Apple Watch での心拍数計測
先に、”山で『突然死』しない” ためにすべき事を考えました。
①登山前
●事前に登る山とコースを自分の体力に照らし合わせて確認し、無理のない予定を立てる
●夜行日帰りなどは出来るだけ避け、十分な睡眠と食事をとってから登山を始める
②登山中
●ウェアラブル端末などで心拍数を確認しながらゆっくりとペースを守り、適時休みながら登る
●行動中は、十分なカロリーと水を補給する
この中で、前回詳細な検証を書けずにいた登山中の心拍数について、この記事では掘り下げて記しました。
利用するログは前記事と同様、信州戸隠の高妻山を往復した時のものです。
Apple Watch を購入したのは心拍数の計測が出来るばかりではなくアプリで管理が容易であったのが大きな理由でした。
もう一度、ルートをおさらいしてみます。
行程を通して心拍数が上がった状態、その時の行動や水・食べ物の補充状況を見ていきたいと思います。

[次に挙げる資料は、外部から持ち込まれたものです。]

use super::{Block, ProofOfWork};
use crate::error::InvalidChain;

/// Walk `chain` pairwise and report the first broken link.
///
/// Each block must reference the hash of its predecessor and carry a proof
/// that is valid after the predecessor's proof. Empty and single-block chains
/// are trivially valid.
pub fn validate_chain(chain: &[Block], pow: &ProofOfWork) -> Result<(), InvalidChain> {
    for pair in chain.windows(2) {
        let (prev, curr) = (&pair[0], &pair[1]);
        if curr.previous_hash != prev.hash() {
            return Err(InvalidChain::BrokenLink { index: curr.index });
        }
        if !pow.valid_proof(prev.proof, curr.proof) {
            return Err(InvalidChain::InvalidProof { index: curr.index });
        }
    }
    Ok(())
}

pub fn is_valid_chain(chain: &[Block], pow: &ProofOfWork) -> bool {
    validate_chain(chain, pow).is_ok()
}

/// Check that `chain` starts with a genesis block and that indices count
/// up from 1 without gaps. Required of any chain adopted from a peer, on
/// top of [`validate_chain`].
pub fn check_structure(chain: &[Block]) -> Result<(), InvalidChain> {
    if !chain.first().is_some_and(Block::is_genesis) {
        return Err(InvalidChain::MissingGenesis);
    }
    for (position, block) in chain.iter().enumerate() {
        let expected = position as u64 + 1;
        if block.index != expected {
            return Err(InvalidChain::IndexGap {
                position,
                expected,
                found: block.index,
            });
        }
    }
    Ok(())
}

#[cfg(test)]
mod tests {
    use super::{check_structure, is_valid_chain, validate_chain};
    use crate::blockchain::{Block, Blockchain, CancelToken, ProofOfWork};
    use crate::error::InvalidChain;

    fn mined_chain(pow: &ProofOfWork, blocks: usize) -> Vec<Block> {
        let mut bc = Blockchain::new();
        while bc.len() < blocks {
            let last_proof = bc.last_block().unwrap().proof;
            let proof = pow.find_proof(last_proof, &CancelToken::new()).unwrap();
            bc.add_transaction("A", "B", bc.len() as u64).unwrap();
            bc.append_block(proof, None).unwrap();
        }
        bc.chain().to_vec()
    }

    /// A proof that does not satisfy `pow` after `last_proof`.
    fn bad_proof(pow: &ProofOfWork, last_proof: u64) -> u64 {
        (0..).find(|p| !pow.valid_proof(last_proof, *p)).unwrap()
    }

    #[test]
    fn mined_chain_is_valid() {
        let pow = ProofOfWork::new(2);
        assert!(is_valid_chain(&mined_chain(&pow, 4), &pow));
    }

    #[test]
    fn empty_and_single_block_chains_are_valid() {
        let pow = ProofOfWork::new(2);
        assert!(is_valid_chain(&[], &pow));
        assert!(is_valid_chain(&mined_chain(&pow, 1), &pow));
    }

    #[test]
    fn tampered_previous_hash_is_rejected() {
        let pow = ProofOfWork::new(2);
        let mut chain = mined_chain(&pow, 4);
        chain[2].previous_hash = "0".repeat(64);
        assert_eq!(
            validate_chain(&chain, &pow),
            Err(InvalidChain::BrokenLink { index: 3 })
        );
    }

    #[test]
    fn tampered_transactions_break_the_next_link() {
        let pow = ProofOfWork::new(2);
        let mut chain = mined_chain(&pow, 4);
        chain[1].transactions[0].amount += 1;
        assert_eq!(
            validate_chain(&chain, &pow),
            Err(InvalidChain::BrokenLink { index: 3 })
        );
    }

    #[test]
    fn tampered_proof_on_last_block_is_rejected() {
        let pow = ProofOfWork::new(2);
        let mut chain = mined_chain(&pow, 4);
        chain[3].proof = bad_proof(&pow, chain[2].proof);
        assert_eq!(
            validate_chain(&chain, &pow),
            Err(InvalidChain::InvalidProof { index: 4 })
        );
    }

    #[test]
    fn relinked_block_with_bad_proof_is_rejected() {
        let pow = ProofOfWork::new(2);
        let mut chain = mined_chain(&pow, 3);
        chain[1].proof = bad_proof(&pow, chain[0].proof);
        chain[2].previous_hash = chain[1].hash();
        assert_eq!(
            validate_chain(&chain, &pow),
            Err(InvalidChain::InvalidProof { index: 2 })
        );
    }

    #[test]
    fn stricter_difficulty_rejects_easier_chain() {
        let easy = ProofOfWork::new(1);
        let chain = mined_chain(&easy, 6);
        let strict = ProofOfWork::new(8);
        assert!(!is_valid_chain(&chain, &strict));
    }

    #[test]
    fn mined_chain_has_sound_structure() {
        let pow = ProofOfWork::new(2);
        assert_eq!(check_structure(&mined_chain(&pow, 4)), Ok(()));
    }

    #[test]
    fn headless_chain_passes_links_but_fails_structure() {
        let pow = ProofOfWork::new(2);
        let headless = mined_chain(&pow, 4)[1..].to_vec();
        assert!(is_valid_chain(&headless, &pow));
        assert_eq!(check_structure(&headless), Err(InvalidChain::MissingGenesis));
        assert_eq!(check_structure(&[]), Err(InvalidChain::MissingGenesis));
    }

    #[test]
    fn skipped_index_fails_structure() {
        let pow = ProofOfWork::new(2);
        let mut chain = mined_chain(&pow, 3);
        chain[2].index = 7;
        assert_eq!(
            check_structure(&chain),
            Err(InvalidChain::IndexGap {
                position: 2,
                expected: 3,
                found: 7,
            })
        );
    }
}
use actix_web::{App, HttpServer, web};
use dotenvy::dotenv;
use log::{error, info};

use ledger_node::api;
use ledger_node::config::Config;
use ledger_node::ledger::Ledger;

#[actix_web::main]
async fn main() -> std::io::Result<()> {
    let _ = dotenv();
    env_logger::init();

    let config = match Config::from_env() {
        Ok(config) => config,
        Err(e) => {
            error!("invalid configuration: {e}");
            return Err(std::io::Error::new(std::io::ErrorKind::InvalidInput, e));
        }
    };

    info!(
        "⛓️ Starting ledger node {} at http://{}:{} (difficulty={})",
        config.ledger.node_id, config.host, config.port, config.ledger.pow.difficulty
    );

    let state = web::Data::new(Ledger::new(config.ledger.clone()));

    HttpServer::new(move || {
        App::new()
            .app_data(state.clone())
            .configure(api::init_routes)
    })
    .bind((config.host.as_str(), config.port))?
    .run()
    .await
}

Apple Watch の機能の中で『ワークアウト』を使いました。
時計を身に着けているだけで自動計測してくれます。
計測結果の例(最初のワークアウト、戸隠牧場から一不動避難小屋)です。
休憩毎に区切ったので、ワークアウト回数は4回(ただし、うち3回目は山頂での休息、撮影など)。総歩数36,647歩 、 歩いた距離は 25.18Km というのがこの日の結果でした。
計測の結果は? 最大心拍数はいつ・どこで記録されたか?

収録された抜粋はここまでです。